**EXERCISE DESCRIPTION**
Each line in the records below, from the one that contains "an accepted node." to the one that contains "self.vnodes.len()", should be reproduced exactly, the first and last included.

(Stored items)

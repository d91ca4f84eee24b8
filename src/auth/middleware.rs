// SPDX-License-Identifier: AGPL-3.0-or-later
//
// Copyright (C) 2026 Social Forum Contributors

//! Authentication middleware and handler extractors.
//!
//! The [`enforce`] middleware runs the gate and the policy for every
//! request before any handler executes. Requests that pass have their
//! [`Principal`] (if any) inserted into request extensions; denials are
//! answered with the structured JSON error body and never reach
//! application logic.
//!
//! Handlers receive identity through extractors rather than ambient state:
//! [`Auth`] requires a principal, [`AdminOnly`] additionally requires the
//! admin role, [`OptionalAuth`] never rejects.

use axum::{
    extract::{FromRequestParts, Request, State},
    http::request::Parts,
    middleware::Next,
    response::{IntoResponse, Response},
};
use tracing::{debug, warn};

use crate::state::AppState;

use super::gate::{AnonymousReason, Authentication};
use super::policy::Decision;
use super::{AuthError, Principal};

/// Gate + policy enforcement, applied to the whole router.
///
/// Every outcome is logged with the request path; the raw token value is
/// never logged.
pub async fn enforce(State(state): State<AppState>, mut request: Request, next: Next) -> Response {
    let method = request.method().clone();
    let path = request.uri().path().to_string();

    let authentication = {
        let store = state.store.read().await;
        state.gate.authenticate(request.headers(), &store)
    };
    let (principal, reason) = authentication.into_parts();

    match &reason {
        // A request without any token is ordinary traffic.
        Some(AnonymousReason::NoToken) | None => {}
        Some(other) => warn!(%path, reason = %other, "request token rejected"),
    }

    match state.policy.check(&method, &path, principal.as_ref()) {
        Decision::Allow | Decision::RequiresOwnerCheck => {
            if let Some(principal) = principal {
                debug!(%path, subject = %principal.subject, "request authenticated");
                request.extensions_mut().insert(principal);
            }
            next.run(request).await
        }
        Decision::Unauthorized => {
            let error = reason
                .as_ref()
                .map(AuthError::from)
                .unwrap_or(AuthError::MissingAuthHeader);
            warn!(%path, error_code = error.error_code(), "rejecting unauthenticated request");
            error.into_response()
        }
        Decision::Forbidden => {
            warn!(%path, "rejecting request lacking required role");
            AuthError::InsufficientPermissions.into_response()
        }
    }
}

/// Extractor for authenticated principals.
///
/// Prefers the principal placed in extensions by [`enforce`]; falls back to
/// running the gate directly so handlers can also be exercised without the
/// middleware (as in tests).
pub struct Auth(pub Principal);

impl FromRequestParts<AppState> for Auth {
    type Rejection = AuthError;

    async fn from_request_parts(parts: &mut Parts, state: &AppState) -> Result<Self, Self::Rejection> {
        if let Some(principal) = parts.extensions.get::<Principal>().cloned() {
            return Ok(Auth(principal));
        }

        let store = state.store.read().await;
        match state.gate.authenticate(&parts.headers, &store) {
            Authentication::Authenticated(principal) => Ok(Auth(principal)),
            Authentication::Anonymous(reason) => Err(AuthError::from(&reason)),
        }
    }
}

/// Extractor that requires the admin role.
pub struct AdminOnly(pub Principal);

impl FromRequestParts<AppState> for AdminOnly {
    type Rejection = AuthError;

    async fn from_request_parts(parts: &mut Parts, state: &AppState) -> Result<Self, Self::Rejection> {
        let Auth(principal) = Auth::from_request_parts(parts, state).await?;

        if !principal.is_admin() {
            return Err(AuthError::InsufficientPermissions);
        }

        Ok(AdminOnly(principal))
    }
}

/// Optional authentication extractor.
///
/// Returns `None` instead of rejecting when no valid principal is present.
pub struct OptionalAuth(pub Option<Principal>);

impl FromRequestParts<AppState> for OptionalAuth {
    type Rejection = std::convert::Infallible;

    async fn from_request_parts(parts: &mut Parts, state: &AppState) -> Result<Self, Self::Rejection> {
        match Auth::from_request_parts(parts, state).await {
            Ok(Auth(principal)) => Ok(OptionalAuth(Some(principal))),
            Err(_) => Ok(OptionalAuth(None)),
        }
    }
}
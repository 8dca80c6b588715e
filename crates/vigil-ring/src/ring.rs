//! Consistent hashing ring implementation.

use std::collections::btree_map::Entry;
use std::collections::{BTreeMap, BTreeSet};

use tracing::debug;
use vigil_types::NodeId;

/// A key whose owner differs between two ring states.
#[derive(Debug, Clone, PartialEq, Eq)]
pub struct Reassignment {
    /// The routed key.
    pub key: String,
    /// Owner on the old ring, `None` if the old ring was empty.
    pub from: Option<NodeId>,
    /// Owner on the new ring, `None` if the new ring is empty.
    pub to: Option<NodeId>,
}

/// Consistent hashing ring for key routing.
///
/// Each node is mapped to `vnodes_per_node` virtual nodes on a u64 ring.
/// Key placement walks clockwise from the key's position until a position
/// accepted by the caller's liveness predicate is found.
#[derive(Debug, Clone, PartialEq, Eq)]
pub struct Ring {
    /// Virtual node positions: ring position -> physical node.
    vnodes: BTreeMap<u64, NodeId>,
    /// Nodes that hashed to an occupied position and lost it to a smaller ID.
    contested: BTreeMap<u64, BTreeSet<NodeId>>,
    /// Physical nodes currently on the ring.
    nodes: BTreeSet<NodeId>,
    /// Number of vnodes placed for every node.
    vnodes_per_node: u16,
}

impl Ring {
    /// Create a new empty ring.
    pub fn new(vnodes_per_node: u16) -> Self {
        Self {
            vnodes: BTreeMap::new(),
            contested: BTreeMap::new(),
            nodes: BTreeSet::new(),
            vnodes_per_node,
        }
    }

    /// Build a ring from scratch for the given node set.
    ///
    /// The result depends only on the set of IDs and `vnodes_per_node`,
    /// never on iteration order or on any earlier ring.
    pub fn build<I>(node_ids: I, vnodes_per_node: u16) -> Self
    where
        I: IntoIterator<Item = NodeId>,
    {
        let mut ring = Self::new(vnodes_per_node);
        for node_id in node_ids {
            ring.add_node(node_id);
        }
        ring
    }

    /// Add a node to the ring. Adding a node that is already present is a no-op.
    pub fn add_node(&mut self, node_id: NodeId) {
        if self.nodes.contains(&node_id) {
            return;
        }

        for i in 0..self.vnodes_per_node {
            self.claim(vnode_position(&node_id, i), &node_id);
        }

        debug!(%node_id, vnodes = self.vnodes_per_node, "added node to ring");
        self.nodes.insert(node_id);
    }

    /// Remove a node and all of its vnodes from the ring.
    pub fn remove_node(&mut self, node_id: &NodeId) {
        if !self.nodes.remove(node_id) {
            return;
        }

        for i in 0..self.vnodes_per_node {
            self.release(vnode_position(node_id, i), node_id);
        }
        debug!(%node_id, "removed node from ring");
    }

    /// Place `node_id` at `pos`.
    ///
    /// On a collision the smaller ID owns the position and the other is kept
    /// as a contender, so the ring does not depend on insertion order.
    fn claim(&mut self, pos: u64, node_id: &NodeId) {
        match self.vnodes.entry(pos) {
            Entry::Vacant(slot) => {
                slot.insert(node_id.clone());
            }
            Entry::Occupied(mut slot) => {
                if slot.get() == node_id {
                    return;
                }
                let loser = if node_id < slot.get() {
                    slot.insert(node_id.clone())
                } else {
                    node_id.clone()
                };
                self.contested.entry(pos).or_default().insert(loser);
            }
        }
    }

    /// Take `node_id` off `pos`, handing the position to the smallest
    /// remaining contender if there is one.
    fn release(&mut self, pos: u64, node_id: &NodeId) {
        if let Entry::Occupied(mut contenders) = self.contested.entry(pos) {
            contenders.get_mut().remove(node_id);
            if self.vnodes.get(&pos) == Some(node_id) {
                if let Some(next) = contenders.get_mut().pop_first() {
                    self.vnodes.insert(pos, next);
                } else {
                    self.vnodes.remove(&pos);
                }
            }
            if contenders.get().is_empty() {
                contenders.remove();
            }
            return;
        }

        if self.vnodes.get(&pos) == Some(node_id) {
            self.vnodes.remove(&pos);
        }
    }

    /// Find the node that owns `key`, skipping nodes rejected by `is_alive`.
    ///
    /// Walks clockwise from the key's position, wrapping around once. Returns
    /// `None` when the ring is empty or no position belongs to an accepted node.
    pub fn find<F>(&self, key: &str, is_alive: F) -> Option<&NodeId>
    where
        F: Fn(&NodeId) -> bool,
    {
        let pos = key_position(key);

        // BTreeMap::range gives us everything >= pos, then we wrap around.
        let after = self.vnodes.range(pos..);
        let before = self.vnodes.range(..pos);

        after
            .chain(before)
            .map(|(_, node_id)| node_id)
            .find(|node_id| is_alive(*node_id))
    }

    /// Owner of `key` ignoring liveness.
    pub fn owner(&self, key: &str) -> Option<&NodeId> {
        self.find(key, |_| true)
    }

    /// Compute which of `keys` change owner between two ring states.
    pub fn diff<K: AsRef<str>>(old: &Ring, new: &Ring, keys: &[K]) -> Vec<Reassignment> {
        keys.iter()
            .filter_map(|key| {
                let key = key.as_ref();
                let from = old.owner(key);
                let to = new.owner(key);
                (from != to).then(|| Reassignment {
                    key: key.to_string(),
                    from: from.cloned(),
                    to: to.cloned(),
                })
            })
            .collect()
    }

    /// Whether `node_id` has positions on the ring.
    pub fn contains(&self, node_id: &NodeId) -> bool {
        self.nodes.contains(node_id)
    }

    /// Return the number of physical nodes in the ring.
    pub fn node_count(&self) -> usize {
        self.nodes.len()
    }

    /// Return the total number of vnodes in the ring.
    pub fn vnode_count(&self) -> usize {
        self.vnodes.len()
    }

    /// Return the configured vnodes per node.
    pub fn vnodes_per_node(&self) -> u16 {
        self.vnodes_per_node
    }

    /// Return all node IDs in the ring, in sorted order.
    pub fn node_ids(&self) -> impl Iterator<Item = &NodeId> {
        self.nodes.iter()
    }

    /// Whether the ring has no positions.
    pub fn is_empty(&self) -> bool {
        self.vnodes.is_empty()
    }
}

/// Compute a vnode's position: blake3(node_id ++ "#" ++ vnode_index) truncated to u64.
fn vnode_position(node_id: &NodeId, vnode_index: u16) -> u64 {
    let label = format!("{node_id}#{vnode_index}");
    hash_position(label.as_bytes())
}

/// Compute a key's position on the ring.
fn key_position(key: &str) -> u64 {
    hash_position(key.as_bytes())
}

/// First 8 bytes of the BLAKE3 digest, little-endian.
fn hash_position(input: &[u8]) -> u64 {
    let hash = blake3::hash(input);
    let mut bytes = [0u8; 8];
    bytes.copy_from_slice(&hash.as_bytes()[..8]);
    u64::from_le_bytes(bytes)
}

**SOLVED PROBLEM**
    /// `None` when the ring is empty or no position belongs to an accepted node.
    pub fn find<F>(&self, key: &str, is_alive: F) -> Option<&NodeId>
    where
        F: Fn(&NodeId) -> bool,
    {
        let pos = key_position(key);

        // BTreeMap::range gives us everything >= pos, then we wrap around.
        let after = self.vnodes.range(pos..);
        let before = self.vnodes.range(..pos);

        after
            .chain(before)
            .map(|(_, node_id)| node_id)
            .find(|node_id| is_alive(*node_id))
    }

    /// Owner of `key` ignoring liveness.
    pub fn owner(&self, key: &str) -> Option<&NodeId> {
        self.find(key, |_| true)
    }

    /// Compute which of `keys` change owner between two ring states.
    pub fn diff<K: AsRef<str>>(old: &Ring, new: &Ring, keys: &[K]) -> Vec<Reassignment> {
        keys.iter()
            .filter_map(|key| {
                let key = key.as_ref();
                let from = old.owner(key);
                let to = new.owner(key);
                (from != to).then(|| Reassignment {
                    key: key.to_string(),
                    from: from.cloned(),
                    to: to.cloned(),
                })
            })
            .collect()
    }

    /// Whether `node_id` has positions on the ring.
    pub fn contains(&self, node_id: &NodeId) -> bool {
        self.nodes.contains(node_id)
    }

    /// Return the number of physical nodes in the ring.
    pub fn node_count(&self) -> usize {
        self.nodes.len()
    }

    /// Return the total number of vnodes in the ring.
    pub fn vnode_count(&self) -> usize {
        self.vnodes.len()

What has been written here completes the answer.